▶ [Requirement]
In your answer, repeat each line of the data exactly.

▶ [Extracted records]
==============================
//! Application-level configuration.
//!
//! - [`SessionConfig`] — turn control (dialog timeout, default model, chat modes)
//! - [`StreamConfig`] — partial answer throttling

pub mod session_config;

pub use session_config::{DEFAULT_MODEL, SessionConfig, StreamConfig};
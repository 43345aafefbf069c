//! Dialog domain.
//!
//! - [`entities::DialogTurn`] — one `{user, bot}` pair of a dialog
//! - [`entities::UserAttributes`] — per-user metadata read at turn start
//! - [`usage::TokenUsage`] — token counters accrued per model
//! - [`notice`] — user-facing notice texts

pub mod entities;
pub mod notice;
pub mod usage;
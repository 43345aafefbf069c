//! Generation backend settings from TOML (`[generation]` section)

use serde::{Deserialize, Serialize};
use turnstile_application::config::DEFAULT_MODEL;

/// OpenAI-compatible chat completion backend.
#[derive(Debug, Clone, PartialEq, Serialize, Deserialize)]
#[serde(default)]
pub struct FileGenerationConfig {
    /// Base URL of the API, without the `/chat/completions` suffix.
    pub base_url: String,
    /// Environment variable name for the API key (default: "OPENAI_API_KEY").
    pub api_key_env: String,
    /// Direct API key. Prefer `api_key_env`.
    pub api_key: Option<String>,
    /// Model used for users that have none stored.
    pub model: String,
    /// Sampling temperature.
    pub temperature: f32,
    /// Timeout for a whole non-streaming request.
    pub request_timeout_secs: u64,
    /// Timeout for establishing the connection.
    pub connect_timeout_secs: u64,
    /// Prompt budget in characters; the oldest turns are dropped to fit.
    pub max_context_chars: usize,
}

impl Default for FileGenerationConfig {
    fn default() -> Self {
        Self {
            base_url: "https://api.openai.com/v1".to_string(),
            api_key_env: "OPENAI_API_KEY".to_string(),
            api_key: None,
            model: DEFAULT_MODEL.to_string(),
            temperature: 0.7,
            request_timeout_secs: 120,
            connect_timeout_secs: 10,
            max_context_chars: 48_000,
        }
    }
}

impl FileGenerationConfig {
    /// Resolve the API key: explicit value first, then the named variable.
    pub fn resolve_api_key(&self) -> Option<String> {
        self.api_key
            .clone()
            .filter(|k| !k.trim().is_empty())
            .or_else(|| std::env::var(&self.api_key_env).ok())
            .filter(|k| !k.trim().is_empty())
    }
}
//! Dialog store port
//!
//! Persistence of dialogs, per-user attributes and token accounting. Every
//! operation returns an explicit `Result`; a missing row is reported as an
//! empty value (`Ok(None)`, empty dialog) rather than as an error.

use async_trait::async_trait;
use chrono::{DateTime, Utc};
use thiserror::Error;
use turnstile_domain::{DialogId, DialogTurn, TokenUsage, UserAttributes, UserId};

/// Errors that can occur during storage operations
#[derive(Error, Debug, Clone, PartialEq, Eq)]
pub enum StorageError {
    #[error("Storage unavailable: {0}")]
    Unavailable(String),

    #[error("Corrupt record for user {user}: {reason}")]
    Corrupt { user: UserId, reason: String },

    #[error("Unknown dialog {0}")]
    UnknownDialog(DialogId),
}

/// Persistent dialog and attribute store
#[async_trait]
pub trait DialogStore: Send + Sync {
    /// Turns of the given dialog, or of the user's current dialog when
    /// `dialog_id` is `None`. A user without a dialog yields an empty list.
    async fn dialog_messages(
        &self,
        user: &UserId,
        dialog_id: Option<&DialogId>,
    ) -> Result<Vec<DialogTurn>, StorageError>;

    /// Replace the turns of a dialog (current dialog when `None`).
    async fn set_dialog_messages(
        &self,
        user: &UserId,
        dialog_id: Option<&DialogId>,
        turns: Vec<DialogTurn>,
    ) -> Result<(), StorageError>;

    /// Attribute snapshot, `None` for a user never seen before.
    async fn user_attributes(&self, user: &UserId) -> Result<Option<UserAttributes>, StorageError>;

    async fn set_last_interaction(&self, user: &UserId, at: DateTime<Utc>) -> Result<(), StorageError>;

    async fn set_chat_mode(&self, user: &UserId, mode: &str) -> Result<(), StorageError>;

    /// Add `usage` to the user's running counters for `model`.
    async fn record_token_usage(
        &self,
        user: &UserId,
        model: &str,
        usage: TokenUsage,
    ) -> Result<(), StorageError>;

    /// Open a fresh, empty dialog and make it the user's current one.
    async fn start_new_dialog(&self, user: &UserId) -> Result<DialogId, StorageError>;

    /// Append a prompt/completion pair to the exchange audit log.
    async fn record_exchange(&self, prompt: &str, completion: &str) -> Result<(), StorageError>;
}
==============================
▶ [Completed task]
//! Application-level configuration.
//!
//! - [`SessionConfig`] — turn control (dialog timeout, default model, chat modes)
//! - [`StreamConfig`] — partial answer throttling

pub mod session_config;

pub use session_config::{DEFAULT_MODEL, SessionConfig, StreamConfig};
repository 43345aafefbf069c
//! Dialog domain.
//!
//! - [`entities::DialogTurn`] — one `{user, bot}` pair of a dialog
//! - [`entities::UserAttributes`] — per-user metadata read at turn start
//! - [`usage::TokenUsage`] — token counters accrued per model
//! - [`notice`] — user-facing notice texts

pub mod entities;
pub mod notice;
pub mod usage;
repository 43345aafefbf069c
//! Generation backend settings from TOML (`[generation]` section)

use serde::{Deserialize, Serialize};
use turnstile_application::config::DEFAULT_MODEL;

/// OpenAI-compatible chat completion backend.
#[derive(Debug, Clone, PartialEq, Serialize, Deserialize)]
#[serde(default)]
pub struct FileGenerationConfig {
    /// Base URL of the API, without the `/chat/completions` suffix.
    pub base_url: String,
    /// Environment variable name for the API key (default: "OPENAI_API_KEY").
    pub api_key_env: String,
    /// Direct API key. Prefer `api_key_env`.
    pub api_key: Option<String>,
    /// Model used for users that have none stored.
    pub model: String,
    /// Sampling temperature.
    pub temperature: f32,
    /// Timeout for a whole non-streaming request.
    pub request_timeout_secs: u64,
    /// Timeout for establishing the connection.
    pub connect_timeout_secs: u64,
    /// Prompt budget in characters; the oldest turns are dropped to fit.
    pub max_context_chars: usize,
}

impl Default for FileGenerationConfig {
    fn default() -> Self {
        Self {
            base_url: "https://api.openai.com/v1".to_string(),
            api_key_env: "OPENAI_API_KEY".to_string(),
            api_key: None,
            model: DEFAULT_MODEL.to_string(),
            temperature: 0.7,
            request_timeout_secs: 120,
            connect_timeout_secs: 10,
            max_context_chars: 48_000,
        }
    }
}

impl FileGenerationConfig {
    /// Resolve the API key: explicit value first, then the named variable.
    pub fn resolve_api_key(&self) -> Option<String> {
        self.api_key
            .clone()
            .filter(|k| !k.trim().is_empty())
            .or_else(|| std::env::var(&self.api_key_env).ok())
            .filter(|k| !k.trim().is_empty())
    }
}
//! Dialog store port
//!
//! Persistence of dialogs, per-user attributes and token accounting. Every
//! operation returns an explicit `Result`; a missing row is reported as an
//! empty value (`Ok(None)`, empty dialog) rather than as an error.

use async_trait::async_trait;
use chrono::{DateTime, Utc};
use thiserror::Error;
use turnstile_domain::{DialogId, DialogTurn, TokenUsage, UserAttributes, UserId};

/// Errors that can occur during storage operations
#[derive(Error, Debug, Clone, PartialEq, Eq)]
pub enum StorageError {
    #[error("Storage unavailable: {0}")]
    Unavailable(String),

    #[error("Corrupt record for user {user}: {reason}")]
    Corrupt { user: UserId, reason: String },

    #[error("Unknown dialog {0}")]
    UnknownDialog(DialogId),
}

/// Persistent dialog and attribute store
#[async_trait]
pub trait DialogStore: Send + Sync {
    /// Turns of the given dialog, or of the user's current dialog when
    /// `dialog_id` is `None`. A user without a dialog yields an empty list.
    async fn dialog_messages(
        &self,
        user: &UserId,
        dialog_id: Option<&DialogId>,
    ) -> Result<Vec<DialogTurn>, StorageError>;

    /// Replace the turns of a dialog (current dialog when `None`).
    async fn set_dialog_messages(
        &self,
        user: &UserId,
        dialog_id: Option<&DialogId>,
        turns: Vec<DialogTurn>,
    ) -> Result<(), StorageError>;

    /// Attribute snapshot, `None` for a user never seen before.
    async fn user_attributes(&self, user: &UserId) -> Result<Option<UserAttributes>, StorageError>;

    async fn set_last_interaction(&self, user: &UserId, at: DateTime<Utc>) -> Result<(), StorageError>;

    async fn set_chat_mode(&self, user: &UserId, mode: &str) -> Result<(), StorageError>;

    /// Add `usage` to the user's running counters for `model`.
    async fn record_token_usage(
        &self,
        user: &UserId,
        model: &str,
        usage: TokenUsage,
    ) -> Result<(), StorageError>;

    /// Open a fresh, empty dialog and make it the user's current one.
    async fn start_new_dialog(&self, user: &UserId) -> Result<DialogId, StorageError>;

    /// Append a prompt/completion pair to the exchange audit log.
    async fn record_exchange(&self, prompt: &str, completion: &str) -> Result<(), StorageError>;
}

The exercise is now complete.